### TASK DETAILS
Each line in the records below, from the one that contains "data API access" to the one that contains "pub struct Credentials", should be reproduced exactly, the first and last included.

### Saved data entries

>>>

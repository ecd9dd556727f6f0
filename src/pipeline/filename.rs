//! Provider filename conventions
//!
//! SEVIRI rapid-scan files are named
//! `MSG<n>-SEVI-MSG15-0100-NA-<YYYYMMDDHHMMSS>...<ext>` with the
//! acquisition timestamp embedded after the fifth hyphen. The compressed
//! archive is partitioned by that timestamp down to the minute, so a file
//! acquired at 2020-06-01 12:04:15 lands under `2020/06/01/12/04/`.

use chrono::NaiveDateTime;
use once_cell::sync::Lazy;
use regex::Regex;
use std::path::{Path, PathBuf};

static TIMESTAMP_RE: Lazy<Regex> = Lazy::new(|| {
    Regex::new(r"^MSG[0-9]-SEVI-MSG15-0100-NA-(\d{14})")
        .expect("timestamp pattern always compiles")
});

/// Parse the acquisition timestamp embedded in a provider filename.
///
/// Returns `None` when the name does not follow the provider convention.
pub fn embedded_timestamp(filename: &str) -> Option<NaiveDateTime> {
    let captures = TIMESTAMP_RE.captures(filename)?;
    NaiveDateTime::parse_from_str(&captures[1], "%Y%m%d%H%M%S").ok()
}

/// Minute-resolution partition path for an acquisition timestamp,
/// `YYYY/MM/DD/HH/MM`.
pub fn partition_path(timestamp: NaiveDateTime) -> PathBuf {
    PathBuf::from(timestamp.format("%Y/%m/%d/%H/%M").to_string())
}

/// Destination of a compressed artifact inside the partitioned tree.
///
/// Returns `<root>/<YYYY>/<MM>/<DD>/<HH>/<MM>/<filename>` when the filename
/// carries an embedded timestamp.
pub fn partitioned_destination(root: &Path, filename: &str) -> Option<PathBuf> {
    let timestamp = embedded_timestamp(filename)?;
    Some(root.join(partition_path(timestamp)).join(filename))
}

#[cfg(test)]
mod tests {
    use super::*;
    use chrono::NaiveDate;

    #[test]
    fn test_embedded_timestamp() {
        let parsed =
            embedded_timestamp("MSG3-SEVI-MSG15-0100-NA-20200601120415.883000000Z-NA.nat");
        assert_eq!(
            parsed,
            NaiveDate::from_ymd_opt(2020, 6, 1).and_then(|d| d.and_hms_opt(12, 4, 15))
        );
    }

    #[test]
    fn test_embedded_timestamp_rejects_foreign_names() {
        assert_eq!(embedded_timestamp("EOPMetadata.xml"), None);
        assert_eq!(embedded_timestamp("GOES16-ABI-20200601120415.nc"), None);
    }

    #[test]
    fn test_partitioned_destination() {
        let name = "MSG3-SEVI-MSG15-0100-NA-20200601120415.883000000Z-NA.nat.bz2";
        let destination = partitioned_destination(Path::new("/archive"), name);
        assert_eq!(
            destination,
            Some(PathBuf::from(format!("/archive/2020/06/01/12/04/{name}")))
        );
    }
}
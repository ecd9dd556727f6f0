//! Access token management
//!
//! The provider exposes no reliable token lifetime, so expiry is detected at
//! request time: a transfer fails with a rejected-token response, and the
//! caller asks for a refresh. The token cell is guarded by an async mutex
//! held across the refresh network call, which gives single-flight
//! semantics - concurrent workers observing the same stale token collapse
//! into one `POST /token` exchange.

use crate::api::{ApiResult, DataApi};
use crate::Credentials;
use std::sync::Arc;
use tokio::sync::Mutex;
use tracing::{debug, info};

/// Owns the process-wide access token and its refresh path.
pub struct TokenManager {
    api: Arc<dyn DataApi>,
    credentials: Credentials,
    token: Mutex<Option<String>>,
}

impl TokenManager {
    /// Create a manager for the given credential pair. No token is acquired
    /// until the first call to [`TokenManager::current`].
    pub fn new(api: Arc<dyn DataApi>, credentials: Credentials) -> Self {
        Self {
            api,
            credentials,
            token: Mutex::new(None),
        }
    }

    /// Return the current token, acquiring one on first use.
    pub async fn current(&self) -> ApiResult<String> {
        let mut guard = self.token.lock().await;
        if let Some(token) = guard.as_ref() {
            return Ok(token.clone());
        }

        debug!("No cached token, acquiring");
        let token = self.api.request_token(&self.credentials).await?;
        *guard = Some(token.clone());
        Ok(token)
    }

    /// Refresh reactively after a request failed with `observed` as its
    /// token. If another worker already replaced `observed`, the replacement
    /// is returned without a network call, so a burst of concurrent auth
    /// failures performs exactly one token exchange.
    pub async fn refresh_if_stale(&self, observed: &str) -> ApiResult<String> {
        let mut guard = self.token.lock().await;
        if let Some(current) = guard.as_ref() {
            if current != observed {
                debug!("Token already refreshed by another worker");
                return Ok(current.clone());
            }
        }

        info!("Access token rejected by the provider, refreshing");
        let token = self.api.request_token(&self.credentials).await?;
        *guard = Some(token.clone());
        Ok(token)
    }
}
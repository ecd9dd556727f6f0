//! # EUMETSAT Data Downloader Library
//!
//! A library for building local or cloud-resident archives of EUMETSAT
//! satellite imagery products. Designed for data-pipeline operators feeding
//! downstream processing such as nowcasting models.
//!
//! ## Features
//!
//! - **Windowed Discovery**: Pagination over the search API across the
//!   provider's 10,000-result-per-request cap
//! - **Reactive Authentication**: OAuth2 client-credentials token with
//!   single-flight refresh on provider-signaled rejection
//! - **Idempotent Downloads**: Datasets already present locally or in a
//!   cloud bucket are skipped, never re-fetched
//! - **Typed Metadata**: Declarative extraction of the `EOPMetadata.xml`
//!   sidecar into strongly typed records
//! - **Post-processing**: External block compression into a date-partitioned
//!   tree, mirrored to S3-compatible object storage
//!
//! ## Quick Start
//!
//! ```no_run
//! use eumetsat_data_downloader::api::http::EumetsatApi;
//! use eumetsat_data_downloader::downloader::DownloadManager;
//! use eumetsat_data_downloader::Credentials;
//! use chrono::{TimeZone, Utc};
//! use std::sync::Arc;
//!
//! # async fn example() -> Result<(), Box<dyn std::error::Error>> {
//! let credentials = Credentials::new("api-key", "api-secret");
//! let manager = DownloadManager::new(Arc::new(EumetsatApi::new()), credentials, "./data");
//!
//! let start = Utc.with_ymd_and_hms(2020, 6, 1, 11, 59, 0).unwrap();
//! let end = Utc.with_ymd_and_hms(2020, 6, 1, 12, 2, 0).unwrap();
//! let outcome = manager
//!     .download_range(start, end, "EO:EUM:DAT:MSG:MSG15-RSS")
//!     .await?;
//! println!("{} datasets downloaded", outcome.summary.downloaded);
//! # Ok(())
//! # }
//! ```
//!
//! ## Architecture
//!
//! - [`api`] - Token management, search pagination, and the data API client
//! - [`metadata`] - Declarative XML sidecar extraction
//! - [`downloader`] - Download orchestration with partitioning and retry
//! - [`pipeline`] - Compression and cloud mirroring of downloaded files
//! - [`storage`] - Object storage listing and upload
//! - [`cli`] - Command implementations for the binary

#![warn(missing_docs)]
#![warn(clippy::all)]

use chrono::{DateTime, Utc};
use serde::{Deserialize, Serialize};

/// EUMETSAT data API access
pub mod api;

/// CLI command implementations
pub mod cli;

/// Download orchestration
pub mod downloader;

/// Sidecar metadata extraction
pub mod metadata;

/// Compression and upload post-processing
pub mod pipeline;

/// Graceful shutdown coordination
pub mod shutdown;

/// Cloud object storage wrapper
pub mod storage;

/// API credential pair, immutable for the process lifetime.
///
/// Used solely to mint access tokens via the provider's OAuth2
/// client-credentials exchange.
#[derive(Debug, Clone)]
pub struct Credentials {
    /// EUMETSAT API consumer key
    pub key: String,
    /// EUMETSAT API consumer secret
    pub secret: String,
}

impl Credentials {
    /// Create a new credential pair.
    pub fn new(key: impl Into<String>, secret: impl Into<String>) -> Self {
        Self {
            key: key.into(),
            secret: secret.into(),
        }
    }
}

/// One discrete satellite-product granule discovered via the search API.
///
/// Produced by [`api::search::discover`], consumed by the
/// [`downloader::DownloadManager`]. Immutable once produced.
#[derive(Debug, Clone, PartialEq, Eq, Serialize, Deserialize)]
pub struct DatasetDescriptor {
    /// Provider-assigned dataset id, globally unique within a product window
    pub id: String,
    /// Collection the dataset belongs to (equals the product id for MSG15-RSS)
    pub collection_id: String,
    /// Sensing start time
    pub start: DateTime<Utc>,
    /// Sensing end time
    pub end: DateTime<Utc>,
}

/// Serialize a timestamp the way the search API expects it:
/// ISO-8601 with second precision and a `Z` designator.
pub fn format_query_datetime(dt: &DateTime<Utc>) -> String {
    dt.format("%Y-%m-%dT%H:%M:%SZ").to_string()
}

<<<

### RESULT OF THE EXERCISE
/// EUMETSAT data API access
pub mod api;

/// CLI command implementations
pub mod cli;

/// Download orchestration
pub mod downloader;

/// Sidecar metadata extraction
pub mod metadata;

/// Compression and upload post-processing
pub mod pipeline;

/// Graceful shutdown coordination
pub mod shutdown;

/// Cloud object storage wrapper
pub mod storage;

/// API credential pair, immutable for the process lifetime.
///
/// Used solely to mint access tokens via the provider's OAuth2
/// client-credentials exchange.
#[derive(Debug, Clone)]
pub struct Credentials {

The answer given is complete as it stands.